## Stored data:

• • •

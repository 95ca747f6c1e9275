//! Element registry: logical UI element names mapped to CSS selectors

use serde::Deserialize;
use std::path::Path;
use std::time::Duration;

use crate::common::{Error, Result};
use crate::driver::Page;

#[derive(Debug, Clone, Deserialize)]
pub struct ElementDef {
    pub name: String,
    pub selector: String,
    #[serde(default)]
    pub description: Option<String>,
}

/// Whether one registry entry matched anything on a live page
#[derive(Debug, Clone, PartialEq, Eq)]
pub struct ElementCheck {
    pub name: String,
    pub selector: String,
    pub found: bool,
}

/// Lookup table loaded from a JSON array of `{ "name", "selector" }` objects
///
/// When a name appears more than once the first definition wins.
#[derive(Debug, Clone, Default)]
pub struct ElementRegistry {
    elements: Vec<ElementDef>,
}

impl ElementRegistry {
    pub fn new(elements: Vec<ElementDef>) -> Self {
        Self { elements }
    }

    pub fn load(path: &Path) -> Result<Self> {
        let content = std::fs::read_to_string(path).map_err(|e| Error::file_read(path, e))?;
        Self::from_json(&content).map_err(|e| Error::file_read(path, e))
    }

    pub fn from_json(content: &str) -> Result<Self> {
        Ok(Self::new(serde_json::from_str(content)?))
    }

    /// Selector for a logical element name
    pub fn get(&self, name: &str) -> Result<&str> {
        self.elements
            .iter()
            .find(|e| e.name == name)
            .map(|e| e.selector.as_str())
            .ok_or_else(|| Error::ElementNotFound(name.to_string()))
    }

    pub fn iter(&self) -> impl Iterator<Item = &ElementDef> {
        self.elements.iter()
    }

    /// Look every entry up on `page`, in registry order
    ///
    /// A selector that matches nothing within `timeout` is reported missing;
    /// any other driver failure aborts the check.
    pub async fn check(
        &self,
        page: &mut dyn Page,
        timeout: Duration,
    ) -> Result<Vec<ElementCheck>> {
        let mut checks = Vec::with_capacity(self.elements.len());
        for def in &self.elements {
            let found = match page.wait_for(&def.selector, timeout).await {
                Ok(()) => true,
                Err(Error::StepTimeout { .. }) => false,
                Err(e) => return Err(e),
            };
            tracing::debug!(
                "{} ({}): {}",
                def.name,
                def.selector,
                if found { "found" } else { "missing" }
            );
            checks.push(ElementCheck {
                name: def.name.clone(),
                selector: def.selector.clone(),
                found,
            });
        }
        Ok(checks)
    }

    pub fn len(&self) -> usize {
        self.elements.len()
    }

    pub fn is_empty(&self) -> bool {
        self.elements.is_empty()
    }
}
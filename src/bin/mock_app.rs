//! Mock application binary for integration testing
//!
//! Answers the debugging HTTP endpoints on the port passed as
//! `--remote-debugging-port=N` without any browser behind it.
//!
//! Flags:
//! - `--startup-delay-ms=N`: wait before binding the port
//! - `--ignore-term`: ignore SIGTERM so only SIGKILL stops the process
//! - `--record=PATH`: write the pid and working directory to PATH

use std::io::{Read, Write};
use std::net::{TcpListener, TcpStream};
use std::time::Duration;

fn main() {
    let mut port: Option<u16> = None;
    let mut startup_delay = Duration::ZERO;
    let mut ignore_term = false;
    let mut record: Option<String> = None;

    for arg in std::env::args().skip(1) {
        if let Some(value) = arg.strip_prefix("--remote-debugging-port=") {
            port = value.parse().ok();
        } else if let Some(value) = arg.strip_prefix("--startup-delay-ms=") {
            startup_delay = Duration::from_millis(value.parse().unwrap_or(0));
        } else if let Some(value) = arg.strip_prefix("--record=") {
            record = Some(value.to_string());
        } else if arg == "--ignore-term" {
            ignore_term = true;
        }
    }

    let Some(port) = port else {
        eprintln!("mock_app: missing --remote-debugging-port=N");
        std::process::exit(2);
    };

    if ignore_term {
        ignore_sigterm();
    }

    if let Some(path) = record {
        let cwd = std::env::current_dir()
            .map(|d| d.display().to_string())
            .unwrap_or_default();
        let _ = std::fs::write(path, format!("{}\n{}\n", std::process::id(), cwd));
    }

    std::thread::sleep(startup_delay);

    let listener = match TcpListener::bind(("127.0.0.1", port)) {
        Ok(listener) => listener,
        Err(e) => {
            eprintln!("mock_app: cannot bind port {}: {}", port, e);
            std::process::exit(1);
        }
    };

    for stream in listener.incoming().flatten() {
        std::thread::spawn(move || handle(stream, port));
    }
}

fn handle(mut stream: TcpStream, port: u16) {
    let mut buf = [0u8; 2048];
    let n = stream.read(&mut buf).unwrap_or(0);
    let request = String::from_utf8_lossy(&buf[..n]);
    let path = request.split_whitespace().nth(1).unwrap_or("/");

    let body = match path {
        "/json/version" => format!(
            r#"{{"Browser":"mock_app/1.0","Protocol-Version":"1.3","webSocketDebuggerUrl":"ws://127.0.0.1:{}/devtools/browser/mock"}}"#,
            port
        ),
        "/json/list" | "/json" => "[]".to_string(),
        _ => "{}".to_string(),
    };

    let response = format!(
        "HTTP/1.1 200 OK\r\nContent-Type: application/json\r\nContent-Length: {}\r\nConnection: close\r\n\r\n{}",
        body.len(),
        body
    );
    let _ = stream.write_all(response.as_bytes());
    let _ = stream.flush();
}

#[cfg(unix)]
fn ignore_sigterm() {
    // SAFETY: installing SIG_IGN has no preconditions
    unsafe {
        libc::signal(libc::SIGTERM, libc::SIG_IGN);
    }
}

#[cfg(not(unix))]
fn ignore_sigterm() {}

• • •

In the data above, find the line that contains "pub fn get(&self, name: &str)" and the line that contains "pub fn len(&self)". Repeat exactly those lines and every line between them, and only those.

## Solution to this exercise:
    pub fn get(&self, name: &str) -> Result<&str> {
        self.elements
            .iter()
            .find(|e| e.name == name)
            .map(|e| e.selector.as_str())
            .ok_or_else(|| Error::ElementNotFound(name.to_string()))
    }

    pub fn iter(&self) -> impl Iterator<Item = &ElementDef> {
        self.elements.iter()
    }

    /// Look every entry up on `page`, in registry order
    ///
    /// A selector that matches nothing within `timeout` is reported missing;
    /// any other driver failure aborts the check.
    pub async fn check(
        &self,
        page: &mut dyn Page,
        timeout: Duration,
    ) -> Result<Vec<ElementCheck>> {
        let mut checks = Vec::with_capacity(self.elements.len());
        for def in &self.elements {
            let found = match page.wait_for(&def.selector, timeout).await {
                Ok(()) => true,
                Err(Error::StepTimeout { .. }) => false,
                Err(e) => return Err(e),
            };
            tracing::debug!(
                "{} ({}): {}",
                def.name,
                def.selector,
                if found { "found" } else { "missing" }
            );
            checks.push(ElementCheck {
                name: def.name.clone(),
                selector: def.selector.clone(),
                found,
            });
        }
        Ok(checks)
    }

    pub fn len(&self) -> usize {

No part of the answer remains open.